Professor Frances Wall, who has been awarded the Geological Society of London’s William Smith Medal for 2019.
CSM professor receives prestigious award
Professor Frances Wall has been awarded the Geological Society of London’s William Smith Medal for 2019.
Frances, a Professor of Applied Mineralogy at the Camborne School of Mines, based at the University of Exeter’s Penryn Campus in Cornwall, is bestowed with the prestigious award for her distinguished achievement in the field of applied geology.
Professor Wall will receive the award, at a special ceremony to mark the Society’s President’s Day on June 6 2019. The annual event, held at Burlington House, gives attendees the opportunity to view short talks and presentations from the recipients of the Society’s major medal award winners.
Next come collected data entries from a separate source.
use anyhow::{bail, Context};
use clap::{Parser, Subcommand};
use sadnp_core::codec::encode_session_keys;
use sadnp_core::crypto::{CryptoProvider, KeyWrapAlgorithm, SoftwareCrypto};
use sadnp_core::objects::{AuthObject, SessionKeyChange};
use sadnp_core::store::FileStore;
use std::path::PathBuf;

/// sadnp tools - provisioning and diagnostics for secure authentication
#[derive(Parser)]
#[command(name = "sadnp-tools")]
#[command(about = "Provisioning and diagnostic tools for DNP3 secure authentication")]
#[command(version)]
pub struct Cli {
    #[command(subcommand)]
    pub command: Commands,
}

#[derive(Subcommand)]
pub enum Commands {
    /// Generate a random update key
    Keygen {
        /// Key wrap algorithm the key will be used with
        #[arg(long, default_value = "aes128")]
        key_wrap: String,
    },

    /// Build the g120v6 wrapped key data for a session key change
    WrapKeys {
        /// Update key as hex
        #[arg(long)]
        update_key: String,

        /// Control-direction session key as hex
        #[arg(long)]
        control: String,

        /// Monitor-direction session key as hex
        #[arg(long)]
        monitor: String,

        /// Challenge data from the outstation's key status, hex
        #[arg(long)]
        challenge: String,

        /// Key change sequence number
        #[arg(long)]
        ksq: u32,

        /// User number
        #[arg(long, default_value_t = 1)]
        user: u16,
    },

    /// Decode a Group 120 object from hex
    Decode {
        /// Object variation (1..=13)
        #[arg(long)]
        variation: u8,

        /// Object data as hex
        #[arg(long)]
        data: String,
    },

    /// Export persisted security statistics as JSON
    Stats {
        /// Statistics store file
        #[arg(long)]
        store: PathBuf,
    },
}

fn key_wrap_from_name(name: &str) -> anyhow::Result<KeyWrapAlgorithm> {
    match name.to_ascii_lowercase().as_str() {
        "aes128" => Ok(KeyWrapAlgorithm::Aes128),
        "aes256" => Ok(KeyWrapAlgorithm::Aes256),
        other => bail!("unknown key wrap algorithm: {}", other),
    }
}

fn main() -> anyhow::Result<()> {
    tracing_subscriber::fmt()
        .with_env_filter(tracing_subscriber::EnvFilter::from_default_env())
        .init();

    let cli = Cli::parse();
    let crypto = SoftwareCrypto::new();

    match cli.command {
        Commands::Keygen { key_wrap } => {
            let algorithm = key_wrap_from_name(&key_wrap)?;
            let mut key = vec![0u8; algorithm.key_len()];
            crypto
                .fill_random(&mut key)
                .context("random generation failed")?;
            println!("{}", hex::encode(&key));
        }

        Commands::WrapKeys {
            update_key,
            control,
            monitor,
            challenge,
            ksq,
            user,
        } => {
            let update_key = hex::decode(&update_key).context("invalid update key hex")?;
            let control = hex::decode(&control).context("invalid control key hex")?;
            let monitor = hex::decode(&monitor).context("invalid monitor key hex")?;
            let challenge = hex::decode(&challenge).context("invalid challenge hex")?;
            let algorithm = match update_key.len() {
                16 => KeyWrapAlgorithm::Aes128,
                32 => KeyWrapAlgorithm::Aes256,
                n => bail!("update key must be 16 or 32 octets, got {}", n),
            };
            let blob = encode_session_keys(&control, &monitor, &challenge)?;
            let wrapped = crypto.wrap_key(algorithm, &update_key, &blob)?;
            let change = SessionKeyChange {
                ksq,
                user,
                wrapped_key_data: wrapped,
            };
            println!("{}", hex::encode(change.serialize()?));
        }

        Commands::Decode { variation, data } => {
            let bytes = hex::decode(&data).context("invalid object hex")?;
            let object = AuthObject::deserialize(variation, &bytes)?;
            println!("{:#?}", object);
        }

        Commands::Stats { store } => {
            let mut store = FileStore::new(store);
            let records = store.snapshot()?;
            let entries: Vec<serde_json::Value> = records
                .into_iter()
                .map(|(session, stat, value)| {
                    serde_json::json!({
                        "association": session,
                        "statistic": format!("{:?}", stat),
                        "value": value,
                    })
                })
                .collect();
            println!("{}", serde_json::to_string_pretty(&entries)?);
        }
    }

    Ok(())
}
impl TryFrom<u8> for AuthErrorCode {
    type Error = Error;

    fn try_from(value: u8) -> Result<Self> {
        match value {
            1 => Ok(AuthErrorCode::AuthenticationFailed),
            2 => Ok(AuthErrorCode::UnexpectedReply),
            3 => Ok(AuthErrorCode::NoResponse),
            4 => Ok(AuthErrorCode::AggressiveModeNotSupported),
            5 => Ok(AuthErrorCode::MacAlgorithmNotSupported),
            6 => Ok(AuthErrorCode::KeyWrapAlgorithmNotSupported),
            7 => Ok(AuthErrorCode::AuthorizationFailed),
            8 => Ok(AuthErrorCode::UpdateKeyMethodNotPermitted),
            9 => Ok(AuthErrorCode::InvalidSignature),
            10 => Ok(AuthErrorCode::InvalidCertificationData),
            11 => Ok(AuthErrorCode::UnknownUser),
            12 => Ok(AuthErrorCode::MaxSessionKeyStatusRequestsExceeded),
            _ => Err(Error::Protocol(format!("Unknown error code: {}", value))),
        }
    }
}

/// Key status codes carried in g120v5.
#[derive(Debug, Clone, Copy, PartialEq, Eq)]
#[repr(u8)]
pub enum KeyStatusCode {
    Ok = 1,
    NotInit = 2,
    CommFail = 3,
    AuthFail = 4,
}

impl TryFrom<u8> for KeyStatusCode {
    type Error = Error;

    fn try_from(value: u8) -> Result<Self> {
        match value {
            1 => Ok(KeyStatusCode::Ok),
            2 => Ok(KeyStatusCode::NotInit),
            3 => Ok(KeyStatusCode::CommFail),
            4 => Ok(KeyStatusCode::AuthFail),
            _ => Err(Error::Protocol(format!("Unknown key status: {}", value))),
        }
    }
}

/// User status change operations carried in g120v10.
#[derive(Debug, Clone, Copy, PartialEq, Eq)]
#[repr(u8)]
pub enum UserOperation {
    Add = 1,
    Change = 2,
    Delete = 3,
}

impl TryFrom<u8> for UserOperation {
    type Error = Error;

    fn try_from(value: u8) -> Result<Self> {
        match value {
            1 => Ok(UserOperation::Add),
            2 => Ok(UserOperation::Change),
            3 => Ok(UserOperation::Delete),
            _ => Err(Error::Protocol(format!("Unknown user operation: {}", value))),
        }
    }
}

/// Bounds-checked little-endian field reader.
struct Reader<'a> {
    data: &'a [u8],
    pos: usize,
}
The William Smith medal is given for international excellence in contributions to applied and economic aspects of geoscience. Awardees must have initiated significant contributions, which will normally take the form of published papers and verifiable achievements in the application of geoscience.
Professor Wall said: “I am deeply honoured to receive the William Smith Medal from the Geological Society.
"The award is also a testament to the dedication and inventive work carried out by colleagues at the Camborne School of Mines and collaborating national and international partners. Our recent work on responsible supply of raw materials for clean technologies has been an exciting journey combining geology skills with other research disciplines and working with industry partners."
Professor Kip Jeffrey, Head of the Camborne School of Mines said: “We are delighted that Frances’ exceptional and pioneering work has been recognised through this award. Her innovative and pioneering work throughout her career has ensured that Frances is, rightly, recognised as one of the leading academics in her field and I am thrilled that she has received the William Smith Medal.”
Founded in 1807, the Geological Society of London is the oldest geological society in the world. Today, it is a world-leading communicator of Earth science – through its scholarly publishing, library and information services, cutting-edge scientific conferences, education activities and outreach to the general public.
It also provides impartial scientific information and evidence to support policy-making and public debate about the challenges facing humanity.